Logo da Previdência Social: reforma da Previdência é um dos maiores desafios da próxima gestão (Divulgação/Agência Brasil)

Brasília – A aprovação no Congresso de pautas com apelo entre os eleitores do futuro presidente Jair Bolsonaro, como as questões de segurança pública, pode ajudar a “legitimar” e a angariar apoio para a impopular reforma da Previdência, avalia o consultor do Senado Pedro Nery. Ele foi um dos principais defensores, fora do governo, da reforma de Michel Temer e integrou, recentemente, o grupo que formulou uma proposta de reforma sob coordenação do ex-presidente do Banco Central Arminio Fraga e de Paulo Tafner. Para Nery, o fatiamento da proposta pode contribuir para dissipar a pressão de diferentes categorias contra a aprovação.

Qual é o cenário para a reforma da Previdência, uma vez que o governo está titubeante em relação à proposta?

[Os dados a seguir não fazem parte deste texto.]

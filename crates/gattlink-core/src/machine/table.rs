//! Transition table, entry/exit actions and the error table
//!
//! A missing `(State, EventKind)` pair means the event is invalid in that
//! state. A transition with `Next::Stay` accepts the event without running
//! entry or exit actions; an empty action list is an accepted no-op.
//!
//! Replies to session requests are raced by timers and by power changes, so
//! a reply that arrives after its state has moved on is accepted and dropped.
//! Only requests, timeouts and power events can be invalid.

use std::collections::HashMap;

use crate::error::TableError;
use crate::machine::event::EventKind;
use crate::machine::state::State;
use crate::publisher::{Phase, PowerStatus};

// ----------------------------------------------------------------------------
// Actions
// ----------------------------------------------------------------------------

/// Side effect run by the machine on behalf of a transition
#[derive(Debug, Clone, Copy, PartialEq, Eq)]
pub(crate) enum Action {
    /// Record the service UUID of an attach request
    SetTarget,
    /// Scan for the target service and arm the scan deadline
    StartScan,
    StopScan,
    /// Scan again after a failed connect; the scan deadline is left running
    RestartScan,
    CancelScanDeadline,
    /// Capture the first discovered peripheral and connect to it
    AcceptDiscovery,
    /// Post `ScanSuccess` once the discovered peripheral is connected
    ConfirmScan,
    ForgetPeripheral,
    CapturePeripheral,
    /// Connect to the captured peripheral and arm the connect timer
    Connect,
    CancelTimer,
    CancelConnection,
    MarkConnected,
    MarkDisconnected,
    PublishDisconnect,
    StageCommand,
    /// A connect completed on behalf of a command; the command must exist
    ExpectCommand,
    /// Re-enable active notifications after the link dropped
    Resubscribe,
    DiscoverService,
    DiscoverCharacteristic,
    PerformCommand,
    ReadRssi,
    PublishRssi,
    /// Load the attachment record and retrieve the peripheral it names
    BeginRetrieve,
    /// First-attachment bookkeeping, or retire the finished command
    SettleReady,
    RetireCommand,
    ResetContext,
    FlushCommands,
    PublishPhase(Phase),
    PublishAdapter(PowerStatus),
    /// Drop a reply whose request is no longer outstanding
    IgnoreLate,
}

use Action::*;

// ----------------------------------------------------------------------------
// Transitions
// ----------------------------------------------------------------------------

#[derive(Debug, Clone, Copy, PartialEq, Eq)]
pub(crate) enum Next {
    Stay,
    To(State),
}

#[derive(Debug, Clone, Copy, PartialEq, Eq)]
pub(crate) struct Transition {
    pub actions: &'static [Action],
    pub next: Next,
}

const fn stay(actions: &'static [Action]) -> Transition {
    Transition {
        actions,
        next: Next::Stay,
    }
}

const fn to(next: State, actions: &'static [Action]) -> Transition {
    Transition {
        actions,
        next: Next::To(next),
    }
}

const OPERATION_FAILED: &[Action] = &[PublishPhase(Phase::OperationFailed)];
const LINK_DROPPED: &[Action] = &[MarkDisconnected, PublishDisconnect];
const CONNECT_TIMED_OUT: &[Action] = &[
    CancelConnection,
    MarkDisconnected,
    PublishPhase(Phase::ConnectTimedOut),
];

/// Look up the transition for `event` in `state`
pub(crate) fn transition_for(state: State, event: EventKind) -> Option<Transition> {
    use EventKind as E;
    use State as S;

    let transition = match (state, event) {
        (S::OffLine, E::OffLine) => stay(&[]),
        (_, E::OffLine) => to(
            S::OffLine,
            &[ResetContext, FlushCommands, PublishAdapter(PowerStatus::OffLine)],
        ),

        (S::OnLine, E::OnLine) => stay(&[PublishAdapter(PowerStatus::OnLine)]),
        (S::OnLine, E::Scan) => to(S::Scanning, &[SetTarget]),
        (S::OnLine, E::Retrieve) => to(S::Retrieving, &[SetTarget]),
        (S::OnLine, E::Disconnected | E::DisconnectedWithError) => stay(&[]),

        (S::OffLine, E::OnLine) => to(S::OnLine, &[PublishAdapter(PowerStatus::OnLine)]),
        (S::OffLine, E::Disconnected | E::DisconnectedWithError) => stay(&[]),

        (S::Scanning, E::Discovered) => stay(&[AcceptDiscovery]),
        (S::Scanning, E::ConnectSuccess) => stay(&[
            CancelTimer,
            CancelScanDeadline,
            MarkConnected,
            ConfirmScan,
        ]),
        (S::Scanning, E::ScanSuccess) => to(S::Ready, &[PublishPhase(Phase::ScanSucceeded)]),
        (S::Scanning, E::ScanTimeout) => to(
            S::OnLine,
            &[
                CancelConnection,
                ForgetPeripheral,
                PublishPhase(Phase::ScanTimedOut),
            ],
        ),
        (S::Scanning, E::ScanFail) => to(
            S::OnLine,
            &[
                CancelConnection,
                ForgetPeripheral,
                PublishPhase(Phase::ScanFailed),
            ],
        ),
        (S::Scanning, E::ConnectFail | E::Disconnected | E::DisconnectedWithError) => {
            stay(&[ForgetPeripheral, RestartScan])
        }
        (S::Scanning, E::ConnectTimeout) => {
            stay(&[CancelConnection, ForgetPeripheral, RestartScan])
        }

        (S::Retrieving, E::Retrieved) => stay(&[CapturePeripheral, Connect]),
        (S::Retrieving, E::RetrieveFail) => to(S::Scanning, &[]),
        (S::Retrieving, E::ConnectSuccess) => to(
            S::Ready,
            &[MarkConnected, PublishPhase(Phase::RetrieveSucceeded)],
        ),
        (S::Retrieving, E::ConnectFail | E::Disconnected | E::DisconnectedWithError) => {
            to(S::Scanning, &[ForgetPeripheral])
        }
        (S::Retrieving, E::ConnectTimeout) => to(
            S::Scanning,
            &[
                CancelConnection,
                ForgetPeripheral,
                PublishPhase(Phase::ConnectTimedOut),
            ],
        ),

        (S::Ready, E::Read | E::Write | E::SetNotify) => to(S::ReadWriteNotify, &[StageCommand]),
        (S::Ready, E::ReadRssi) => to(S::ReadRssi, &[StageCommand]),
        (S::Ready, E::Disconnected | E::DisconnectedWithError) => stay(LINK_DROPPED),
        (S::Ready, E::ReadRssiSuccess) => stay(&[PublishRssi]),

        (S::ReadWriteNotify, E::ConnectSuccess) => stay(&[
            ExpectCommand,
            Resubscribe,
            MarkConnected,
            DiscoverService,
        ]),
        (S::ReadWriteNotify, E::DiscoverServicesSuccess) => stay(&[DiscoverCharacteristic]),
        (S::ReadWriteNotify, E::DiscoverCharacteristicsSuccess) => to(S::Ready, &[PerformCommand]),
        (
            S::ReadWriteNotify,
            E::ConnectFail | E::DiscoverServicesFail | E::DiscoverCharacteristicsFail,
        ) => to(S::Ready, OPERATION_FAILED),

        (S::ReadRssi, E::ConnectSuccess) => stay(&[ExpectCommand, MarkConnected, ReadRssi]),
        (S::ReadRssi, E::ReadRssiSuccess) => to(S::Ready, &[PublishRssi]),
        (S::ReadRssi, E::ConnectFail | E::ReadRssiFail) => to(S::Ready, OPERATION_FAILED),

        (S::ReadWriteNotify | S::ReadRssi, E::Disconnected | E::DisconnectedWithError) => {
            to(S::Ready, LINK_DROPPED)
        }
        (S::ReadWriteNotify | S::ReadRssi, E::ConnectTimeout) => to(S::Ready, CONNECT_TIMED_OUT),
        (S::ReadWriteNotify | S::ReadRssi, E::OperationTimeout) => {
            to(S::Ready, &[PublishPhase(Phase::OperationTimedOut)])
        }

        (_, kind) if kind.is_reply() => stay(&[IgnoreLate]),

        _ => return None,
    };
    Some(transition)
}

/// Actions run when the machine arrives in `state`
pub(crate) fn on_entry(state: State) -> &'static [Action] {
    match state {
        State::Scanning => &[StartScan],
        State::Retrieving => &[BeginRetrieve],
        State::Ready => &[SettleReady],
        State::ReadWriteNotify | State::ReadRssi => &[Connect],
        State::OnLine | State::OffLine => &[],
    }
}

/// Actions run before the machine leaves `state`
pub(crate) fn on_exit(state: State) -> &'static [Action] {
    match state {
        State::Scanning => &[CancelTimer, CancelScanDeadline, StopScan],
        State::Retrieving | State::ReadWriteNotify | State::ReadRssi => &[CancelTimer],
        State::OnLine | State::OffLine | State::Ready => &[],
    }
}

// ----------------------------------------------------------------------------
// Error Table
// ----------------------------------------------------------------------------

/// Safe landing for a state whose event was invalid or whose action failed
#[derive(Debug, Clone, Copy, PartialEq, Eq)]
pub(crate) struct Fallback {
    pub actions: &'static [Action],
    pub next: State,
}

/// Per-state fallback, complete for every [`State`]
#[derive(Debug, Clone)]
pub(crate) struct ErrorTable {
    entries: HashMap<State, Fallback>,
}

impl ErrorTable {
    pub(crate) fn builder() -> ErrorTableBuilder {
        ErrorTableBuilder::default()
    }

    /// The fallbacks the connection machine runs with
    pub(crate) fn standard() -> Result<Self, TableError> {
        Self::builder()
            .register(State::OnLine, State::OnLine, &[])?
            .register(State::OffLine, State::OffLine, &[])?
            .register(
                State::Scanning,
                State::OnLine,
                &[
                    CancelTimer,
                    CancelScanDeadline,
                    StopScan,
                    CancelConnection,
                    ForgetPeripheral,
                ],
            )?
            .register(
                State::Retrieving,
                State::OnLine,
                &[CancelTimer, CancelConnection, ForgetPeripheral],
            )?
            .register(State::Ready, State::Ready, &[])?
            .register(
                State::ReadWriteNotify,
                State::Ready,
                &[CancelTimer, RetireCommand],
            )?
            .register(State::ReadRssi, State::Ready, &[CancelTimer, RetireCommand])?
            .build()
    }

    pub(crate) fn fallback(&self, state: State) -> Fallback {
        // `build` guarantees coverage; the baseline is only reachable through a bug here
        self.entries.get(&state).copied().unwrap_or(Fallback {
            actions: &[],
            next: State::INITIAL,
        })
    }
}

#[derive(Debug, Default)]
pub(crate) struct ErrorTableBuilder {
    entries: HashMap<State, Fallback>,
}

impl ErrorTableBuilder {
    /// Register the fallback for `state`; a second registration is rejected
    pub(crate) fn register(
        mut self,
        state: State,
        next: State,
        actions: &'static [Action],
    ) -> Result<Self, TableError> {
        if self.entries.contains_key(&state) {
            return Err(TableError::DuplicateFallback(state));
        }
        self.entries.insert(state, Fallback { actions, next });
        Ok(self)
    }

    pub(crate) fn build(self) -> Result<ErrorTable, TableError> {
        if let Some(missing) = State::ALL
            .iter()
            .find(|state| !self.entries.contains_key(*state))
        {
            return Err(TableError::MissingFallback(*missing));
        }
        Ok(ErrorTable {
            entries: self.entries,
        })
    }
}

#[cfg(test)]
mod tests {
    use super::*;

    #[test]
    fn test_offline_accepted_everywhere() {
        for state in State::ALL {
            let transition = transition_for(state, EventKind::OffLine).unwrap();
            if state == State::OffLine {
                assert_eq!(transition.next, Next::Stay);
            } else {
                assert_eq!(transition.next, Next::To(State::OffLine));
                assert!(transition.actions.contains(&FlushCommands));
            }
        }
    }

    #[test]
    fn test_stay_and_no_op_are_distinct_from_missing() {
        assert_eq!(
            transition_for(State::OnLine, EventKind::Disconnected),
            Some(stay(&[]))
        );
        assert_eq!(transition_for(State::OnLine, EventKind::Read), None);
        assert_eq!(transition_for(State::Ready, EventKind::ScanTimeout), None);
    }

    #[test]
    fn test_replies_are_accepted_in_every_state() {
        for state in State::ALL {
            for kind in EventKind::ALL.into_iter().filter(EventKind::is_reply) {
                let transition = transition_for(state, kind);
                assert!(transition.is_some(), "{} in {}", kind, state);
            }
        }
        assert_eq!(
            transition_for(State::Ready, EventKind::ConnectSuccess),
            Some(stay(&[IgnoreLate]))
        );
        assert_eq!(
            transition_for(State::OnLine, EventKind::DiscoverServicesFail),
            Some(stay(&[IgnoreLate]))
        );
        // A late RSSI reading is still worth publishing
        assert_eq!(
            transition_for(State::Ready, EventKind::ReadRssiSuccess),
            Some(stay(&[PublishRssi]))
        );
    }

    #[test]
    fn test_restart_scan_leaves_deadline_alone() {
        let transition = transition_for(State::Scanning, EventKind::ConnectFail).unwrap();
        assert!(transition.actions.contains(&RestartScan));
        assert!(!transition.actions.contains(&CancelScanDeadline));
        assert!(on_exit(State::Scanning).contains(&CancelScanDeadline));
    }

    #[test]
    fn test_commands_only_accepted_in_ready() {
        for state in State::ALL {
            let accepted = transition_for(state, EventKind::Write).is_some();
            assert_eq!(accepted, state == State::Ready, "state {}", state);
        }
    }

    #[test]
    fn test_standard_error_table_covers_every_state() {
        let table = ErrorTable::standard().unwrap();
        assert_eq!(table.fallback(State::Scanning).next, State::OnLine);
        assert_eq!(table.fallback(State::ReadRssi).next, State::Ready);
        assert!(table
            .fallback(State::ReadWriteNotify)
            .actions
            .contains(&RetireCommand));
    }

    #[test]
    fn test_duplicate_registration_rejected() {
        let result = ErrorTable::builder()
            .register(State::Ready, State::Ready, &[])
            .and_then(|b| b.register(State::Ready, State::OnLine, &[]));
        assert_eq!(
            result.unwrap_err(),
            TableError::DuplicateFallback(State::Ready)
        );
    }

    #[test]
    fn test_incomplete_table_rejected() {
        let result = ErrorTable::builder()
            .register(State::OnLine, State::OnLine, &[])
            .and_then(ErrorTableBuilder::build);
        assert_eq!(
            result.unwrap_err(),
            TableError::MissingFallback(State::OffLine)
        );
    }
}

De fato há um histórico do presidente eleito e de parte de seus auxiliares de terem sido contra a reforma, mas acho também que estamos chegando num momento em que não tem mais como empurrar com a barriga. A presença do ministro Paulo Guedes, que coloca a reforma como prioridade, é sinal de que ela pode ser bem encaminhada. Da eleição para cá, a incerteza em relação ao tema se dissipou um pouco.

Ainda não se sabe, por exemplo, se será uma proposta de emenda à Constituição (PEC), que exige aprovação por três quintos da Câmara e do Senado. Qual seria o melhor caminho?

Essa é uma avaliação da ala política, porque existem várias opções. Uma opção é desde já aproveitar a proposta do presidente Michel Temer e deixar para o futuro outras alterações que não constem nela. Na verdade, a proposta é hoje menos uma proposta de Temer e mais uma proposta da Câmara, até porque passou por diversas modificações conforme o relatório do deputado Arthur Oliveira Maia (DEM-BA). E existe a possibilidade de sair do zero e propor uma reforma mais ampla. No fim das contas, é uma avaliação política que o governo vai fazer.

O sr. acha que a resistência política, inclusive do futuro ministro Onyx Lorenzoni (que foi contrário à reforma na comissão especial), já se dissipou?

Não sei. Acho que o convencimento existe especialmente por parte do ministro da Economia, mas o ministro Onyx se cercou de auxiliares que, embora tenham sido contrários à proposta de Temer, defendem alguma reforma da Previdência. Então acho que, de fato, essa é uma questão essencial, porque antes da discussão no Legislativo existe um debate político que vai se dar dentro do próprio Executivo, dentro dessa oposição histórica que a gente tem no Brasil entre Fazenda e Casa Civil.

Onyx já disse que o governo tem quatro anos para fazer reforma.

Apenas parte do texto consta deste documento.